//! Ordered, index-addressed container of values.

use std::borrow::Cow;
use std::cmp::Ordering;
use std::fmt;
use std::hash::{Hash, Hasher};

use serde::ser::SerializeSeq;
use serde::{Serialize, Serializer};

use crate::error::{PathError, Result};
use crate::path::{self, Segment};
use crate::value::{self, Kind, Value};

/// An ordered sequence of values. Same ownership rules as
/// [`crate::Object`]: entries are owned, clones are deep.
#[derive(Debug, Clone, Default)]
pub struct Array {
    items: Vec<Value>,
}

impl Array {
    pub fn new() -> Self {
        Array { items: Vec::new() }
    }

    pub fn with_values(values: impl IntoIterator<Item = Value>) -> Self {
        Array {
            items: values.into_iter().collect(),
        }
    }

    pub fn len(&self) -> usize {
        self.items.len()
    }

    pub fn is_empty(&self) -> bool {
        self.items.is_empty()
    }

    pub fn get(&self, index: usize) -> Option<&Value> {
        self.items.get(index)
    }

    pub fn get_mut(&mut self, index: usize) -> Option<&mut Value> {
        self.items.get_mut(index)
    }

    /// Replaces the element at `index`; out-of-range indices fail rather
    /// than grow the array. Use [`Array::push`] to append.
    pub fn set(&mut self, index: usize, value: impl Into<Value>) -> Result<()> {
        let length = self.items.len();
        match self.items.get_mut(index) {
            Some(slot) => {
                *slot = value.into();
                Ok(())
            }
            None => Err(PathError::IndexOutOfBounds {
                index: index as i64,
                length,
            }),
        }
    }

    pub fn push(&mut self, value: impl Into<Value>) {
        self.items.push(value.into());
    }

    pub fn iter(&self) -> impl Iterator<Item = &Value> {
        self.items.iter()
    }

    /// Calls `visit(value, index)` per element in order until it returns
    /// `false`.
    pub fn for_each<F>(&self, mut visit: F)
    where
        F: FnMut(&Value, usize) -> bool,
    {
        for (index, item) in self.items.iter().enumerate() {
            if !visit(item, index) {
                break;
            }
        }
    }

    /// Resolves `path` against this array; the first segment must be an
    /// index. The empty path addresses the array itself, returned owned.
    pub fn get_in<'a>(&'a self, path: &[Segment]) -> Result<Cow<'a, Value>> {
        let Some((first, rest)) = path.split_first() else {
            return Ok(Cow::Owned(Value::Array(self.clone())));
        };
        let child = self.step(first)?;
        path::get_in(child, rest).map(Cow::Borrowed)
    }

    /// Stores `value` at `path`, rooted at this array. An index one past
    /// the end appends; see [`crate::path::set_in`]. An empty path is a
    /// no-op.
    pub fn set_in(&mut self, path: &[Segment], value: Value) -> Result<()> {
        let Some((first, rest)) = path.split_first() else {
            return Ok(());
        };
        let Segment::Index(index) = first else {
            return Err(PathError::TypeMismatch {
                kind: Kind::Array,
                segment: first.clone(),
            });
        };
        let slot = path::checked_index(*index)?;
        let length = self.items.len();
        if rest.is_empty() {
            if slot == length {
                self.items.push(value);
                return Ok(());
            }
            return self.set(slot, value);
        }
        if slot > length {
            return Err(PathError::IndexOutOfBounds {
                index: *index,
                length,
            });
        }
        if slot == length {
            self.items.push(path::vivified(&rest[0]));
        }
        match self.items.get_mut(slot) {
            Some(child) => path::set_in(child, rest, value),
            None => Err(PathError::IndexOutOfBounds {
                index: *index,
                length,
            }),
        }
    }

    /// See [`Value::digest`].
    pub fn digest(&self) -> u64 {
        match serde_json::to_vec(self) {
            Ok(bytes) => value::digest_bytes(&bytes),
            Err(_) => 0,
        }
    }

    pub fn to_json(&self) -> serde_json::Value {
        serde_json::Value::Array(self.items.iter().map(Value::to_json).collect())
    }

    fn step(&self, segment: &Segment) -> Result<&Value> {
        let Segment::Index(index) = segment else {
            return Err(PathError::TypeMismatch {
                kind: Kind::Array,
                segment: segment.clone(),
            });
        };
        let slot = path::checked_index(*index)?;
        self.items.get(slot).ok_or(PathError::IndexOutOfBounds {
            index: *index,
            length: self.items.len(),
        })
    }
}

impl FromIterator<Value> for Array {
    fn from_iter<I: IntoIterator<Item = Value>>(iter: I) -> Self {
        Array {
            items: iter.into_iter().collect(),
        }
    }
}

impl PartialEq for Array {
    fn eq(&self, other: &Self) -> bool {
        self.cmp(other) == Ordering::Equal
    }
}

impl Eq for Array {}

impl PartialOrd for Array {
    fn partial_cmp(&self, other: &Self) -> Option<Ordering> {
        Some(self.cmp(other))
    }
}

/// Element-wise ordering; the first unequal pair decides, then the shorter
/// array orders first.
impl Ord for Array {
    fn cmp(&self, other: &Self) -> Ordering {
        for (left, right) in self.items.iter().zip(&other.items) {
            match left.cmp(right) {
                Ordering::Equal => {}
                order => return order,
            }
        }
        self.items.len().cmp(&other.items.len())
    }
}

impl Hash for Array {
    fn hash<H: Hasher>(&self, state: &mut H) {
        state.write_u64(self.digest());
    }
}

/// Canonical JSON array literal in element order.
impl Serialize for Array {
    fn serialize<S: Serializer>(&self, serializer: S) -> std::result::Result<S::Ok, S::Error> {
        let mut seq = serializer.serialize_seq(Some(self.items.len()))?;
        for item in &self.items {
            seq.serialize_element(item)?;
        }
        seq.end()
    }
}

/// Canonical text; degrades to `[]` if serialization fails.
impl fmt::Display for Array {
    fn fmt(&self, f: &mut fmt::Formatter<'_>) -> fmt::Result {
        match serde_json::to_string(self) {
            Ok(text) => f.write_str(&text),
            Err(_) => f.write_str("[]"),
        }
    }
}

* How to complete this task *
Copy out each line of the material above, word for word, from the first down to the line containing "if !visit(item, index)". Add nothing.

* Task solution *
//! Ordered, index-addressed container of values.

use std::borrow::Cow;
use std::cmp::Ordering;
use std::fmt;
use std::hash::{Hash, Hasher};

use serde::ser::SerializeSeq;
use serde::{Serialize, Serializer};

use crate::error::{PathError, Result};
use crate::path::{self, Segment};
use crate::value::{self, Kind, Value};

/// An ordered sequence of values. Same ownership rules as
/// [`crate::Object`]: entries are owned, clones are deep.
#[derive(Debug, Clone, Default)]
pub struct Array {
    items: Vec<Value>,
}

impl Array {
    pub fn new() -> Self {
        Array { items: Vec::new() }
    }

    pub fn with_values(values: impl IntoIterator<Item = Value>) -> Self {
        Array {
            items: values.into_iter().collect(),
        }
    }

    pub fn len(&self) -> usize {
        self.items.len()
    }

    pub fn is_empty(&self) -> bool {
        self.items.is_empty()
    }

    pub fn get(&self, index: usize) -> Option<&Value> {
        self.items.get(index)
    }

    pub fn get_mut(&mut self, index: usize) -> Option<&mut Value> {
        self.items.get_mut(index)
    }

    /// Replaces the element at `index`; out-of-range indices fail rather
    /// than grow the array. Use [`Array::push`] to append.
    pub fn set(&mut self, index: usize, value: impl Into<Value>) -> Result<()> {
        let length = self.items.len();
        match self.items.get_mut(index) {
            Some(slot) => {
                *slot = value.into();
                Ok(())
            }
            None => Err(PathError::IndexOutOfBounds {
                index: index as i64,
                length,
            }),
        }
    }

    pub fn push(&mut self, value: impl Into<Value>) {
        self.items.push(value.into());
    }

    pub fn iter(&self) -> impl Iterator<Item = &Value> {
        self.items.iter()
    }

    /// Calls `visit(value, index)` per element in order until it returns
    /// `false`.
    pub fn for_each<F>(&self, mut visit: F)
    where
        F: FnMut(&Value, usize) -> bool,
    {
        for (index, item) in self.items.iter().enumerate() {
            if !visit(item, index) {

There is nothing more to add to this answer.